### Data shown

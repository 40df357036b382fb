//! Configuration loading and root folder resolution
//!
//! Bootstrap configuration comes from a single TOML file. Every section is
//! optional and falls back to built-in defaults, so a missing file is a
//! warning rather than a startup failure. A file that exists but cannot be
//! parsed, or that carries out-of-range values, is a fatal `Error::Config`.
//!
//! Resolution priority for the config file and root folder:
//! 1. Command-line argument (highest priority)
//! 2. Environment variable (`GOVSYNC_CONFIG`, `GOVSYNC_ROOT_FOLDER`)
//! 3. TOML config file (root folder only)
//! 4. OS-dependent default (fallback)

use crate::{Error, Result};
use serde::{Deserialize, Serialize};
use std::path::{Path, PathBuf};
use tracing::{info, warn};

/// Environment variable naming the TOML config file
pub const CONFIG_ENV_VAR: &str = "GOVSYNC_CONFIG";
/// Environment variable naming the root folder (database, default vocabulary)
pub const ROOT_FOLDER_ENV_VAR: &str = "GOVSYNC_ROOT_FOLDER";
/// Environment variable carrying the AI service API key
pub const AI_API_KEY_ENV_VAR: &str = "GOVSYNC_AI_API_KEY";

const CONFIG_FILE_NAME: &str = "govsync.toml";
const DATABASE_FILE_NAME: &str = "govsync.db";
const VOCABULARY_FILE_NAME: &str = "vocabularies.toml";

/// Bootstrap configuration loaded from TOML
#[derive(Debug, Clone, Default, Serialize, Deserialize)]
pub struct TomlConfig {
    /// Root folder holding the database and default vocabulary file
    #[serde(default)]
    pub root_folder: Option<PathBuf>,

    #[serde(default)]
    pub database: DatabaseConfig,

    #[serde(default)]
    pub logging: LoggingConfig,

    #[serde(default)]
    pub ai: AiConfig,

    #[serde(default)]
    pub sync: SyncConfig,

    #[serde(default)]
    pub persistence: PersistenceConfig,

    #[serde(default)]
    pub validation: ValidationConfig,

    #[serde(default)]
    pub post_processing: PostProcessingConfig,
}

/// SQLite connection settings
#[derive(Debug, Clone, Serialize, Deserialize)]
pub struct DatabaseConfig {
    /// Database file (defaults to `<root_folder>/govsync.db`)
    #[serde(default)]
    pub path: Option<PathBuf>,

    #[serde(default = "default_max_connections")]
    pub max_connections: u32,

    /// SQLite busy_timeout applied to every connection
    #[serde(default = "default_busy_timeout_ms")]
    pub busy_timeout_ms: u64,

    /// Upper bound on batch-level lock retries before records are deferred
    #[serde(default = "default_max_lock_wait_ms")]
    pub max_lock_wait_ms: u64,
}

/// Logging configuration
#[derive(Debug, Clone, Serialize, Deserialize)]
pub struct LoggingConfig {
    /// Log level (trace, debug, info, warn, error)
    #[serde(default = "default_log_level")]
    pub level: String,

    /// Emit JSON lines instead of human-readable output
    #[serde(default)]
    pub json: bool,
}

/// Generative AI collaborator settings
#[derive(Debug, Clone, Serialize, Deserialize)]
pub struct AiConfig {
    /// OpenAI-compatible chat completions endpoint
    #[serde(default = "default_ai_endpoint")]
    pub endpoint: String,

    #[serde(default = "default_ai_model")]
    pub model: String,

    /// API key (the `GOVSYNC_AI_API_KEY` environment variable takes priority)
    #[serde(default)]
    pub api_key: Option<String>,

    /// Request pacing quota shared by all workers
    #[serde(default = "default_requests_per_minute")]
    pub requests_per_minute: u32,

    #[serde(default = "default_request_timeout_secs")]
    pub request_timeout_secs: u64,

    #[serde(default = "default_temperature")]
    pub temperature: f32,
}

/// Incremental sync and retry settings
#[derive(Debug, Clone, Serialize, Deserialize)]
pub struct SyncConfig {
    /// Bounded parallelism for the AI-call stage
    #[serde(default = "default_concurrency")]
    pub concurrency: usize,

    /// Filtered mode keeps candidates from `baseline_year - lookback_years` onward
    #[serde(default = "default_lookback_years")]
    pub lookback_years: i32,

    /// Candidates dispatched per batch (cancellation is checked between batches)
    #[serde(default = "default_dispatch_batch_size")]
    pub dispatch_batch_size: usize,

    #[serde(default = "default_max_attempts")]
    pub max_attempts: u32,

    #[serde(default = "default_initial_delay_ms")]
    pub initial_delay_ms: u64,

    #[serde(default = "default_max_delay_ms")]
    pub max_delay_ms: u64,
}

/// Persistence gateway settings
#[derive(Debug, Clone, Serialize, Deserialize)]
pub struct PersistenceConfig {
    /// Records written per transaction
    #[serde(default = "default_write_batch_size")]
    pub batch_size: usize,
}

/// Label validation and field normalization settings
#[derive(Debug, Clone, Serialize, Deserialize)]
pub struct ValidationConfig {
    /// Vocabulary definition file (defaults to `<root_folder>/vocabularies.toml`)
    #[serde(default)]
    pub vocabulary_path: Option<PathBuf>,

    /// Default token-set Jaccard acceptance threshold
    #[serde(default = "default_similarity_threshold")]
    pub similarity_threshold: f64,

    /// Date format used by the content source
    #[serde(default = "default_source_date_format")]
    pub source_date_format: String,

    /// Date format written to the relational store
    #[serde(default = "default_storage_date_format")]
    pub storage_date_format: String,
}

/// Summary repair settings
#[derive(Debug, Clone, Serialize, Deserialize)]
pub struct PostProcessingConfig {
    /// Appended to a summary that was cut back to a sentence boundary
    #[serde(default = "default_truncation_marker")]
    pub truncation_marker: String,

    /// Summaries shorter than this are never treated as truncated
    #[serde(default = "default_truncation_min_chars")]
    pub truncation_min_chars: usize,

    /// Trailing characters searched for terminal punctuation
    #[serde(default = "default_truncation_tail_window")]
    pub truncation_tail_window: usize,
}

fn default_max_connections() -> u32 {
    5
}

fn default_busy_timeout_ms() -> u64 {
    250
}

fn default_max_lock_wait_ms() -> u64 {
    5000
}

fn default_log_level() -> String {
    "govsync_ai=info,govsync_common=info".to_string()
}

fn default_ai_endpoint() -> String {
    "https://api.openai.com/v1/chat/completions".to_string()
}

fn default_ai_model() -> String {
    "gpt-4o-mini".to_string()
}

fn default_requests_per_minute() -> u32 {
    60
}

fn default_request_timeout_secs() -> u64 {
    60
}

fn default_temperature() -> f32 {
    0.0
}

fn default_concurrency() -> usize {
    4
}

fn default_lookback_years() -> i32 {
    1
}

fn default_dispatch_batch_size() -> usize {
    20
}

fn default_max_attempts() -> u32 {
    5
}

fn default_initial_delay_ms() -> u64 {
    1000
}

fn default_max_delay_ms() -> u64 {
    30_000
}

fn default_write_batch_size() -> usize {
    25
}

fn default_similarity_threshold() -> f64 {
    0.5
}

fn default_source_date_format() -> String {
    "%d.%m.%Y".to_string()
}

fn default_storage_date_format() -> String {
    "%Y-%m-%d".to_string()
}

fn default_truncation_marker() -> String {
    "[...]".to_string()
}

fn default_truncation_min_chars() -> usize {
    60
}

fn default_truncation_tail_window() -> usize {
    2
}

impl Default for DatabaseConfig {
    fn default() -> Self {
        Self {
            path: None,
            max_connections: default_max_connections(),
            busy_timeout_ms: default_busy_timeout_ms(),
            max_lock_wait_ms: default_max_lock_wait_ms(),
        }
    }
}

impl Default for LoggingConfig {
    fn default() -> Self {
        Self {
            level: default_log_level(),
            json: false,
        }
    }
}

impl Default for AiConfig {
    fn default() -> Self {
        Self {
            endpoint: default_ai_endpoint(),
            model: default_ai_model(),
            api_key: None,
            requests_per_minute: default_requests_per_minute(),
            request_timeout_secs: default_request_timeout_secs(),
            temperature: default_temperature(),
        }
    }
}

impl Default for SyncConfig {
    fn default() -> Self {
        Self {
            concurrency: default_concurrency(),
            lookback_years: default_lookback_years(),
            dispatch_batch_size: default_dispatch_batch_size(),
            max_attempts: default_max_attempts(),
            initial_delay_ms: default_initial_delay_ms(),
            max_delay_ms: default_max_delay_ms(),
        }
    }
}

impl Default for PersistenceConfig {
    fn default() -> Self {
        Self {
            batch_size: default_write_batch_size(),
        }
    }
}

impl Default for ValidationConfig {
    fn default() -> Self {
        Self {
            vocabulary_path: None,
            similarity_threshold: default_similarity_threshold(),
            source_date_format: default_source_date_format(),
            storage_date_format: default_storage_date_format(),
        }
    }
}

impl Default for PostProcessingConfig {
    fn default() -> Self {
        Self {
            truncation_marker: default_truncation_marker(),
            truncation_min_chars: default_truncation_min_chars(),
            truncation_tail_window: default_truncation_tail_window(),
        }
    }
}

impl TomlConfig {
    /// Parse configuration from TOML text and validate ranges
    pub fn from_toml_str(content: &str) -> Result<Self> {
        let config: TomlConfig = toml::from_str(content)
            .map_err(|e| Error::Config(format!("Parse TOML failed: {}", e)))?;
        config.validate()?;
        Ok(config)
    }

    /// Reject values the pipeline cannot run with
    pub fn validate(&self) -> Result<()> {
        if self.sync.concurrency == 0 {
            return Err(Error::Config("sync.concurrency must be at least 1".to_string()));
        }
        if self.sync.dispatch_batch_size == 0 {
            return Err(Error::Config(
                "sync.dispatch_batch_size must be at least 1".to_string(),
            ));
        }
        if self.sync.max_attempts == 0 {
            return Err(Error::Config("sync.max_attempts must be at least 1".to_string()));
        }
        if self.sync.initial_delay_ms > self.sync.max_delay_ms {
            return Err(Error::Config(format!(
                "sync.initial_delay_ms ({}) exceeds sync.max_delay_ms ({})",
                self.sync.initial_delay_ms, self.sync.max_delay_ms
            )));
        }
        if self.sync.lookback_years < 0 {
            return Err(Error::Config("sync.lookback_years must not be negative".to_string()));
        }
        if self.persistence.batch_size == 0 {
            return Err(Error::Config(
                "persistence.batch_size must be at least 1".to_string(),
            ));
        }
        let threshold = self.validation.similarity_threshold;
        if !(threshold > 0.0 && threshold <= 1.0) {
            return Err(Error::Config(format!(
                "validation.similarity_threshold must be in (0, 1], got {}",
                threshold
            )));
        }
        if self.ai.requests_per_minute == 0 {
            return Err(Error::Config(
                "ai.requests_per_minute must be at least 1".to_string(),
            ));
        }
        if self.post_processing.truncation_marker.trim().is_empty() {
            return Err(Error::Config(
                "post_processing.truncation_marker must not be blank".to_string(),
            ));
        }
        Ok(())
    }

    /// Resolve the root folder: CLI → ENV → TOML → OS default
    pub fn resolve_root_folder(&self, cli_arg: Option<&Path>) -> PathBuf {
        if let Some(path) = cli_arg {
            return path.to_path_buf();
        }
        if let Ok(path) = std::env::var(ROOT_FOLDER_ENV_VAR) {
            if !path.trim().is_empty() {
                return PathBuf::from(path);
            }
        }
        if let Some(path) = &self.root_folder {
            return path.clone();
        }
        default_root_folder()
    }

    /// Database file path, relative to the resolved root folder when unset
    pub fn database_path(&self, root_folder: &Path) -> PathBuf {
        self.database
            .path
            .clone()
            .unwrap_or_else(|| root_folder.join(DATABASE_FILE_NAME))
    }

    /// Vocabulary definition file, relative to the resolved root folder when unset
    pub fn vocabulary_path(&self, root_folder: &Path) -> PathBuf {
        self.validation
            .vocabulary_path
            .clone()
            .unwrap_or_else(|| root_folder.join(VOCABULARY_FILE_NAME))
    }

    /// AI API key: ENV → TOML
    pub fn resolve_ai_api_key(&self) -> Option<String> {
        if let Ok(key) = std::env::var(AI_API_KEY_ENV_VAR) {
            if !key.trim().is_empty() {
                info!("AI API key loaded from environment variable");
                return Some(key);
            }
        }
        self.ai
            .api_key
            .as_ref()
            .filter(|key| !key.trim().is_empty())
            .cloned()
    }
}

/// Locate the config file: CLI → ENV → user config dir → /etc
///
/// Returns `None` when no candidate exists; callers fall back to defaults.
pub fn resolve_config_path(cli_arg: Option<&Path>) -> Option<PathBuf> {
    if let Some(path) = cli_arg {
        return Some(path.to_path_buf());
    }

    if let Ok(path) = std::env::var(CONFIG_ENV_VAR) {
        if !path.trim().is_empty() {
            return Some(PathBuf::from(path));
        }
    }

    let user_config = dirs::config_dir().map(|d| d.join("govsync").join(CONFIG_FILE_NAME));
    if let Some(path) = user_config {
        if path.exists() {
            return Some(path);
        }
    }

    let system_config = PathBuf::from("/etc/govsync").join(CONFIG_FILE_NAME);
    if system_config.exists() {
        return Some(system_config);
    }

    None
}

/// Load configuration, degrading to defaults when the file is absent
///
/// A present-but-malformed file is an `Error::Config`.
pub fn load_config(path: Option<&Path>) -> Result<TomlConfig> {
    let Some(path) = path else {
        warn!("No config file found, using built-in defaults");
        return Ok(TomlConfig::default());
    };

    if !path.exists() {
        warn!("Config file {} not found, using built-in defaults", path.display());
        return Ok(TomlConfig::default());
    }

    let content = std::fs::read_to_string(path)
        .map_err(|e| Error::Config(format!("Read TOML failed ({}): {}", path.display(), e)))?;
    let config = TomlConfig::from_toml_str(&content)?;
    info!("Configuration loaded from {}", path.display());
    Ok(config)
}

/// OS-dependent default root folder
fn default_root_folder() -> PathBuf {
    dirs::data_local_dir()
        .map(|d| d.join("govsync"))
        .unwrap_or_else(|| PathBuf::from("./govsync_data"))
}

######

**Exercise description**
If a line in the entries holds the word "SQLite", count it. Report the total only.

**Result for this exercise**
2